A total of 674 elderly patients with ovarian cancer treated between January 31, 2016 and January 31, 2022 and met the inclusion criteria of the study were selected as the research subjects. A retrospective analysis of the postoperative UTI and related factors was performed by reviewing the medical records. Five ML-assisted models were developed using two-step estimation methods from the candidate predictive variables. The robustness and clinical applicability of each model were assessed using the receiver operating characteristic curve, decision curve analysis and clinical impact curve.
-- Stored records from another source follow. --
//! View projection: search, filter, sort, paginate
//!
//! Derives the exact slice of records to display from the full record set.
//! The steps always run in the same order:
//! 1. free-text search on the identifier
//! 2. column filters
//! 3. stable sort (nulls last in either direction)
//! 4. pagination (page size 0 = everything on one page)

use std::cmp::Ordering;

use roster_common::{Cell, Record};
use serde::{Deserialize, Serialize};

use crate::filter::FilterSet;

/// Page size meaning "show every row"
pub const PAGE_SIZE_ALL: usize = 0;

#[derive(Debug, Clone, Copy, PartialEq, Eq, Serialize, Deserialize)]
#[serde(rename_all = "lowercase")]
pub enum SortDirection {
    Ascending,
    Descending,
}

impl SortDirection {
    pub fn reversed(self) -> Self {
        match self {
            Self::Ascending => Self::Descending,
            Self::Descending => Self::Ascending,
        }
    }
}

/// Active sort column and direction
#[derive(Debug, Clone, PartialEq, Eq, Serialize, Deserialize)]
pub struct SortSpec {
    pub column: String,
    pub direction: SortDirection,
}

impl SortSpec {
    pub fn new(column: impl Into<String>, direction: SortDirection) -> Self {
        Self {
            column: column.into(),
            direction,
        }
    }

    /// Same column flips direction; a new column starts ascending
    pub fn toggle(&mut self, column: &str) {
        if self.column == column {
            self.direction = self.direction.reversed();
        } else {
            self.column = column.to_string();
            self.direction = SortDirection::Ascending;
        }
    }
}

/// Pagination metadata calculated from total results
#[derive(Debug, Clone, Copy, PartialEq, Eq)]
pub struct Pagination {
    /// Current page number (1-indexed)
    pub page: usize,
    /// Total number of pages, never below 1
    pub total_pages: usize,
    /// Index of the first row on the page
    pub offset: usize,
    /// Rows on the page
    pub len: usize,
}

/// Calculate pagination metadata from total results and requested page
///
/// Ensures page is within valid bounds [1, total_pages]. A page size of 0
/// puts every row on a single page.
///
/// # Examples
/// ```
/// use roster_dash::view::calculate_pagination;
///
/// // 250 total results at 100 per page = 3 pages (100 + 100 + 50)
/// let p = calculate_pagination(250, 2, 100);
/// assert_eq!(p.page, 2);
/// assert_eq!(p.total_pages, 3);
/// assert_eq!(p.offset, 100);
///
/// // Requesting out-of-bounds page gets clamped
/// let p = calculate_pagination(250, 99, 100);
/// assert_eq!(p.page, 3);
/// assert_eq!(p.len, 50);
/// ```
pub fn calculate_pagination(
    total_results: usize,
    requested_page: usize,
    page_size: usize,
) -> Pagination {
    if page_size == PAGE_SIZE_ALL {
        return Pagination {
            page: 1,
            total_pages: 1,
            offset: 0,
            len: total_results,
        };
    }

    let total_pages = total_results.div_ceil(page_size).max(1);
    let page = requested_page.clamp(1, total_pages);
    let offset = (page - 1) * page_size;
    let len = total_results.saturating_sub(offset).min(page_size);

    Pagination {
        page,
        total_pages,
        offset,
        len,
    }
}

/// One rendered page plus the counts the pager needs
#[derive(Debug, Clone, PartialEq)]
pub struct Projection<'a> {
    pub rows: Vec<&'a Record>,
    pub total_matching: usize,
    pub total_pages: usize,
    /// Effective page after clamping
    pub page: usize,
}

/// Steps 1 and 2: identifier search then column filters, input order kept
pub fn matching<'a>(records: &'a [Record], query: &str, filters: &FilterSet) -> Vec<&'a Record> {
    let needle = query.to_lowercase();
    filters.apply(
        records
            .iter()
            .filter(|r| needle.is_empty() || r.name().to_lowercase().contains(&needle)),
    )
}

/// Stable sort; null sorts last regardless of direction
pub fn sort_rows(rows: &mut [&Record], sort: &SortSpec) {
    let column = sort.column.as_str();
    rows.sort_by(|a, b| {
        let (x, y) = (a.get(column), b.get(column));
        match (x.is_null(), y.is_null()) {
            (true, true) => Ordering::Equal,
            (true, false) => Ordering::Greater,
            (false, true) => Ordering::Less,
            (false, false) => {
                let ord = compare_cells(x, y);
                match sort.direction {
                    SortDirection::Ascending => ord,
                    SortDirection::Descending => ord.reverse(),
                }
            }
        }
    });
}

/// Native ordering for non-null cells; text compares case-insensitively.
/// Mixed kinds order numbers, then flags, then text.
pub fn compare_cells(a: Cell<'_>, b: Cell<'_>) -> Ordering {
    match (a, b) {
        (Cell::Number(x), Cell::Number(y)) => {
            let (x, y) = (x.as_f64().unwrap_or(0.0), y.as_f64().unwrap_or(0.0));
            x.partial_cmp(&y).unwrap_or(Ordering::Equal)
        }
        (Cell::Text(x), Cell::Text(y)) => x.to_lowercase().cmp(&y.to_lowercase()),
        (Cell::Flag(x), Cell::Flag(y)) => x.cmp(&y),
        (x, y) => kind_rank(x).cmp(&kind_rank(y)),
    }
}

fn kind_rank(cell: Cell<'_>) -> u8 {
    match cell {
        Cell::Number(_) => 0,
        Cell::Flag(_) => 1,
        Cell::Text(_) => 2,
        Cell::Null => 3,
    }
}

/// Full projection of the record set into one page
pub fn project<'a>(
    records: &'a [Record],
    query: &str,
    filters: &FilterSet,
    sort: &SortSpec,
    page: usize,
    page_size: usize,
) -> Projection<'a> {
    let mut rows = matching(records, query, filters);
    sort_rows(&mut rows, sort);

    let p = calculate_pagination(rows.len(), page, page_size);
    let total_matching = rows.len();
    let rows = rows.into_iter().skip(p.offset).take(p.len).collect();

    Projection {
        rows,
        total_matching,
        total_pages: p.total_pages,
        page: p.page,
    }
}

#[cfg(test)]
mod tests {
    use super::*;
    use crate::filter::{FilterOperator, FilterSpec};
    use serde_json::Value;

    fn rec(name: &str, followers: Value) -> Record {
        Record::new()
            .with("name", name)
            .with("spotify_followers", followers)
    }

    fn names(rows: &[&Record]) -> Vec<String> {
        rows.iter().map(|r| r.name().to_string()).collect()
    }

    fn roster(n: usize) -> Vec<Record> {
        (0..n)
            .map(|i| rec(&format!("artist-{:03}", i), Value::from(i as u64)))
            .collect()
    }

    #[test]
    fn test_pagination_normal() {
        let p = calculate_pagination(250, 2, 100);
        assert_eq!((p.page, p.total_pages, p.offset, p.len), (2, 3, 100, 100));
    }

    #[test]
    fn test_pagination_out_of_bounds_low() {
        let p = calculate_pagination(150, 0, 100);
        assert_eq!(p.page, 1);
        assert_eq!(p.offset, 0);
    }

    #[test]
    fn test_pagination_empty_has_one_page() {
        let p = calculate_pagination(0, 3, 50);
        assert_eq!((p.page, p.total_pages, p.len), (1, 1, 0));
    }

    #[test]
    fn test_pagination_exact_page_boundary() {
        let p = calculate_pagination(200, 2, 100);
        assert_eq!((p.page, p.total_pages, p.len), (2, 2, 100));
    }

    #[test]
    fn test_page_size_all_is_single_page() {
        for n in [0, 1, 7, 500] {
            let records = roster(n);
            let sort = SortSpec::new("name", SortDirection::Ascending);
            let proj = project(&records, "", &FilterSet::new(), &sort, 4, PAGE_SIZE_ALL);
            assert_eq!(proj.total_pages, 1);
            assert_eq!(proj.page, 1);
            assert_eq!(proj.rows.len(), n);
            assert_eq!(proj.total_matching, n);
        }
    }

    #[test]
    fn test_page_clamped_when_results_shrink() {
        let records = roster(30);
        let sort = SortSpec::new("name", SortDirection::Ascending);
        let mut filters = FilterSet::new();
        filters.set(
            "spotify_followers",
            FilterSpec::new(FilterOperator::LessThan, "12"),
        );

        let proj = project(&records, "", &filters, &sort, 3, 10);

        assert_eq!(proj.page, 2);
        assert_eq!(proj.total_pages, 2);
        assert_eq!(names(&proj.rows), vec!["artist-010", "artist-011"]);
    }

    #[test]
    fn test_search_is_case_insensitive_substring_on_name() {
        let records = vec![
            rec("Daft Punk", Value::Null),
            rec("Punkrock Kids", Value::Null),
            rec("Adele", Value::Null),
        ];
        let sort = SortSpec::new("name", SortDirection::Ascending);
        let proj = project(&records, "PUNK", &FilterSet::new(), &sort, 1, 50);
        assert_eq!(names(&proj.rows), vec!["Daft Punk", "Punkrock Kids"]);
    }

    #[test]
    fn test_nulls_last_in_both_directions() {
        let records = vec![
            rec("a", Value::Null),
            rec("b", Value::from(5)),
            rec("c", Value::from(1)),
            rec("d", Value::Null),
        ];
        let filters = FilterSet::new();

        let asc = SortSpec::new("spotify_followers", SortDirection::Ascending);
        let proj = project(&records, "", &filters, &asc, 1, PAGE_SIZE_ALL);
        assert_eq!(names(&proj.rows), vec!["c", "b", "a", "d"]);

        let desc = SortSpec::new("spotify_followers", SortDirection::Descending);
        let proj = project(&records, "", &filters, &desc, 1, PAGE_SIZE_ALL);
        assert_eq!(names(&proj.rows), vec!["b", "c", "a", "d"]);
    }

    #[test]
    fn test_sort_is_stable_for_equal_keys() {
        let records = vec![
            rec("first", Value::from(1)),
            rec("second", Value::from(1)),
            rec("third", Value::from(0)),
            rec("fourth", Value::from(1)),
        ];
        let filters = FilterSet::new();

        for direction in [SortDirection::Ascending, SortDirection::Descending] {
            let sort = SortSpec::new("spotify_followers", direction);
            let proj = project(&records, "", &filters, &sort, 1, PAGE_SIZE_ALL);
            let ones: Vec<String> = names(&proj.rows)
                .into_iter()
                .filter(|n| n != "third")
                .collect();
            assert_eq!(ones, vec!["first", "second", "fourth"]);
        }
    }

    #[test]
    fn test_text_sort_ignores_case() {
        let records = vec![
            rec("beta", Value::Null),
            rec("Alpha", Value::Null),
            rec("gamma", Value::Null),
        ];
        let sort = SortSpec::new("name", SortDirection::Ascending);
        let proj = project(&records, "", &FilterSet::new(), &sort, 1, PAGE_SIZE_ALL);
        assert_eq!(names(&proj.rows), vec!["Alpha", "beta", "gamma"]);
    }

    #[test]
    fn test_sort_toggle() {
        let mut sort = SortSpec::new("updated_at", SortDirection::Descending);
        sort.toggle("updated_at");
        assert_eq!(sort.direction, SortDirection::Ascending);
        sort.toggle("updated_at");
        assert_eq!(sort.direction, SortDirection::Descending);
        sort.toggle("name");
        assert_eq!(sort, SortSpec::new("name", SortDirection::Ascending));
    }

    #[test]
    fn test_mixed_kinds_put_numbers_first() {
        let records = vec![rec("t", Value::from("many")), rec("n", Value::from(3))];
        let sort = SortSpec::new("spotify_followers", SortDirection::Ascending);
        let proj = project(&records, "", &FilterSet::new(), &sort, 1, PAGE_SIZE_ALL);
        assert_eq!(names(&proj.rows), vec!["n", "t"]);
    }
}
A total of 12 candidate variables were eventually included in the UTI prediction model. Models constructed using the random forest classifier (RFC), support vector machine, extreme gradient boosting, artificial neural network and decision tree had areas under the receiver operating characteristic curve ranging from 0.776 to 0.925. The RFC model, which incorporated factors such as age, body mass index, catheter, catheter intubation times, blood loss, diabetes and hypoproteinaemia, had the highest predictive accuracy.
These findings demonstrated that the ML-based prediction model developed using the RFC can be used to identify elderly patients with ovarian cancer who may have postoperative UTI. This can help with treatment decisions and enhance clinical outcomes.
Using an ML-based algorithm, we developed a feasible and robust method to identify factors that are significant for predicting UTIs. The RFC, which can improve the prediction and early detection of UTIs in patients with ovarian cancer, was particularly robust. In addition, the five most crucial factors were age, body mass index, catheter, catheter intubation times, blood loss, diabetes and hypoproteinaemia. Clinicians may find it extremely helpful to assess the individualised risk of UTI in clinical practice by incorporating the presentation of simple clinical data.